Valentina mengabaikan ucapan Veranda karena telepon genggamnya berbunyi.
“Hallo,” sapa Meisya begitu Valentina menerima panggilan teleponnya.
“Hei, Lo, Jumat ya, kemari. Nih, kita diundang sekalian buat makan di unit-nya Marvin, hari Sabtunya. Masakannya enak lho, maklum, sudah kebiasaan tinggal di perantauan soalnya, biasa ngurus apa-apa sendiri, kata dia sih,” sahut Valentina, yang memelankan ucapannya pada kalimat-kalimat akhir.
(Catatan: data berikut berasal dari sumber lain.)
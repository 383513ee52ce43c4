use futures::{Stream, TryStreamExt};

/// A single cell. `None` is SQL `NULL` and is sent to the sheet as JSON `null`.
pub type CellValue = Option<String>;

pub type GridRow = Vec<CellValue>;

/// Rows outer, columns inner. Rows may have different lengths.
pub type Grid = Vec<GridRow>;

/// A grid together with the dimensions observed while it was read.
#[derive(Debug, Clone, Default, PartialEq, Eq)]
pub struct ScannedGrid {
    pub rows: Grid,
    pub row_count: usize,
    /// Widest row seen, not the width of any particular row.
    pub column_count: usize,
}

#[derive(Debug, Default)]
pub struct GridBuilder {
    rows: Grid,
    column_count: usize,
}

impl GridBuilder {
    pub fn push(&mut self, row: GridRow) {
        self.column_count = self.column_count.max(row.len());
        self.rows.push(row);
    }

    pub fn finish(self) -> ScannedGrid {
        ScannedGrid {
            row_count: self.rows.len(),
            column_count: self.column_count,
            rows: self.rows,
        }
    }
}

/// Drains a forward-only row stream into a grid, stopping at the first error.
pub async fn collect_grid<S, E>(rows: S) -> Result<ScannedGrid, E>
where
    S: Stream<Item = Result<GridRow, E>>,
{
    futures::pin_mut!(rows);
    let mut builder = GridBuilder::default();
    while let Some(row) = rows.try_next().await? {
        builder.push(row);
    }
    Ok(builder.finish())
}

#[cfg(test)]
mod tests {
    use super::*;
    use futures::stream;

    fn cells(values: &[&str]) -> GridRow {
        values.iter().map(|v| Some(v.to_string())).collect()
    }

    #[tokio::test]
    async fn test_ragged_rows_track_widest() {
        let rows = vec![cells(&["1", "2"]), cells(&["3", "4", "5"]), cells(&["6"])];
        let source = stream::iter(rows.clone().into_iter().map(Ok::<_, String>));

        let scanned = collect_grid(source).await.unwrap();

        assert_eq!(scanned.column_count, 3);
        assert_eq!(scanned.row_count, 3);
        assert_eq!(scanned.rows, rows);
    }

    #[tokio::test]
    async fn test_empty_stream() {
        let source = stream::iter(Vec::<Result<GridRow, String>>::new());
        let scanned = collect_grid(source).await.unwrap();
        assert_eq!(scanned, ScannedGrid::default());
    }

    #[tokio::test]
    async fn test_stream_error_stops_collection() {
        let source = stream::iter(vec![
            Ok(cells(&["a"])),
            Err("connection reset".to_string()),
            Ok(cells(&["b"])),
        ]);
        let result = collect_grid(source).await;
        assert_eq!(result, Err("connection reset".to_string()));
    }

    #[test]
    fn test_builder_counts_nulls_as_cells() {
        let mut builder = GridBuilder::default();
        builder.push(vec![None, Some("x".into()), None]);
        builder.push(vec![]);
        let scanned = builder.finish();
        assert_eq!(scanned.row_count, 2);
        assert_eq!(scanned.column_count, 3);
    }
}
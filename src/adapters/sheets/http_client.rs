use google_sheets4::{hyper, hyper_rustls};

pub type HttpsConnector = hyper_rustls::HttpsConnector<hyper::client::HttpConnector>;

/// Fails when the platform's root certificates cannot be loaded.
pub fn http_client() -> std::io::Result<hyper::Client<HttpsConnector>> {
    let connector = hyper_rustls::HttpsConnectorBuilder::new()
        .with_native_roots()?
        .https_or_http()
        .enable_http1()
        .build();
    Ok(hyper::Client::builder().build(connector))
}
use std::collections::HashMap;

/// Every setting the command line understands.
#[derive(Debug, Clone, Copy, PartialEq, Eq, Hash, PartialOrd, Ord)]
pub enum Field {
    SheetId,
    Hostname,
    Port,
    Db,
    User,
    Password,
    Table,
    Page,
    MaxRows,
    Append,
    RuleRow,
    FirstRow,
    Credentials,
}

impl Field {
    pub const ALL: [Field; 13] = [
        Field::SheetId,
        Field::Hostname,
        Field::Port,
        Field::Db,
        Field::User,
        Field::Password,
        Field::Table,
        Field::Page,
        Field::MaxRows,
        Field::Append,
        Field::RuleRow,
        Field::FirstRow,
        Field::Credentials,
    ];

    /// Key in request-style `k=v&...` input. Matches the long flag name.
    pub fn request_key(&self) -> &'static str {
        match self {
            Field::SheetId => "sheet",
            Field::Hostname => "hostname",
            Field::Port => "port",
            Field::Db => "db",
            Field::User => "user",
            Field::Password => "password",
            Field::Table => "table",
            Field::Page => "page",
            Field::MaxRows => "max-rows",
            Field::Append => "append",
            Field::RuleRow => "rule-row",
            Field::FirstRow => "first-row",
            Field::Credentials => "credentials",
        }
    }

    pub fn env_key(&self) -> &'static str {
        match self {
            Field::SheetId => "SHEET_ID",
            Field::Hostname => "DB_HOSTNAME",
            Field::Port => "DB_PORT",
            Field::Db => "DB_NAME",
            Field::User => "DB_USER",
            Field::Password => "DB_PASSWORD",
            Field::Table => "DB_TABLE",
            Field::Page => "SHEET_PAGE",
            Field::MaxRows => "MAX_ROWS",
            Field::Append => "APPEND",
            Field::RuleRow => "RULE_ROW",
            Field::FirstRow => "FIRST_ROW",
            Field::Credentials => "CREDENTIALS",
        }
    }

    pub fn from_request_key(key: &str) -> Option<Field> {
        let key = key.replace('_', "-").to_ascii_lowercase();
        Field::ALL.into_iter().find(|field| field.request_key() == key)
    }
}

impl std::fmt::Display for Field {
    fn fmt(&self, f: &mut std::fmt::Formatter<'_>) -> std::fmt::Result {
        write!(f, "{}", self.request_key())
    }
}

/// Values one source supplied. Blank values count as absent.
#[derive(Debug, Clone, Default, PartialEq, Eq)]
pub struct FieldValues(HashMap<Field, String>);

impl FieldValues {
    pub fn insert(&mut self, field: Field, value: impl Into<String>) {
        let value = value.into();
        if !value.trim().is_empty() {
            self.0.insert(field, value);
        }
    }

    pub fn insert_opt(&mut self, field: Field, value: Option<String>) {
        if let Some(value) = value {
            self.insert(field, value);
        }
    }

    /// Switches only contribute when they were given.
    pub fn insert_switch(&mut self, field: Field, on: bool) {
        if on {
            self.insert(field, "true");
        }
    }

    pub fn get(&self, field: Field) -> Option<&str> {
        self.0.get(&field).map(String::as_str)
    }

    pub fn is_empty(&self) -> bool {
        self.0.is_empty()
    }
}
pub mod prettyprint;
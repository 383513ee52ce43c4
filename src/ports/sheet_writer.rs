use thiserror::Error;

use crate::domain::grid::Grid;
use crate::domain::sheets::range_address::RangeAddress;

#[derive(Error, Debug)]
pub enum SheetWriterError {
    #[error("Failed to authenticate against Google Sheets")]
    Authentication,
    #[error("Failed to append to range")]
    FailedToAppendRange,
    #[error("Failed to write range")]
    FailedToWriteRange,
    #[error("Failed to update borders")]
    FailedToUpdateBorders,
    #[error("Failed to fetch sheet id")]
    FailedToFetchSheetId,
}

/// What the service reported back for a values write.
#[derive(Debug, Clone, Default, PartialEq, Eq)]
pub struct WriteSummary {
    pub spreadsheet_id: Option<String>,
    /// Range of the table the service appended after. Only set for appends.
    pub table_range: Option<String>,
    pub updated_range: Option<String>,
    pub updated_rows: Option<i32>,
    pub updated_columns: Option<i32>,
    pub updated_cells: Option<i32>,
}

#[async_trait::async_trait]
pub trait SheetWriter: Send + Sync {
    /// Adds `grid` after the last non-empty row found inside `range`.
    async fn append(
        &self,
        range: &RangeAddress,
        grid: Grid,
    ) -> error_stack::Result<WriteSummary, SheetWriterError>;

    /// Overwrites exactly `range`. Cells outside it are left as they were.
    async fn update(
        &self,
        range: &RangeAddress,
        grid: Grid,
    ) -> error_stack::Result<WriteSummary, SheetWriterError>;

    /// Numeric id of the page titled `page_name`.
    async fn sheet_id(&self, page_name: &str) -> error_stack::Result<i32, SheetWriterError>;

    /// Draws a dashed rule under rows `[first_row, rule_row)` and clears every
    /// inner horizontal border from `rule_row` down. Rows are 0-based grid indices.
    /// Without a `sheet_id` the service applies it to the first page.
    /// Returns the number of replies the batch produced.
    async fn draw_horizontal_rule(
        &self,
        sheet_id: Option<i32>,
        first_row: i32,
        rule_row: i32,
    ) -> error_stack::Result<usize, SheetWriterError>;
}
pub mod copy;
pub mod service;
“Wow! Dalam rangka apa? Gue malah baru mau tanya, kenapa adik lo mendadak balik ke rumah? Eh tapi, undangannya boleh juga tuh, Le. Boleh banget. Jadi Jumat gimana, ketemu di lobby apartemen lo atau gue ke kantor pusat?” tanya Meisya antusias. Betapa berbanding terbalik dengan kekecewaannya beberapa saat sebelumnya.
“Ketemu di lobby apartemen gue deh, Lo,” sahut Valentina.
“Oke, sampai nanti ya, hari Jumat,” balas Meisya, yang mendengar suara percakapan laki-laki dan perempuan, yang ditengarainya adalah Veranda serta Marvin. Itu sebabnya dia memilih segera mengakhiri komunikasi via telepon mereka.
“Oke, daagh!” pungkas Valentina.
Veranda tersenyum miring.
“Hm. Tercapai deh cita-citanya Mbak Meisya. Aku tinggal ya Mbak, mau nonton lanjutan drama Korea dulu. Mas Marvin, aku tinggal ya,” Veranda undur diri.
“Oke, Ver, terima kasih lho, traktirannya,” kata Marvin sembari mengacungkan jempolnya.
“Sip!” Veranda pun membalikkan badan dan berlalu.
“Vin, aku baru ingat, tadi itu kan kamu mau ngomong sesuatu, yang kepotong sama si Veranda. Apa?” tanya Valentina.
Marvin menatap Valentina secara intens, seakan ingin memastikan gadis di depannya ini sungguh-sungguh mau menerima apa yang hendak dikatakannya.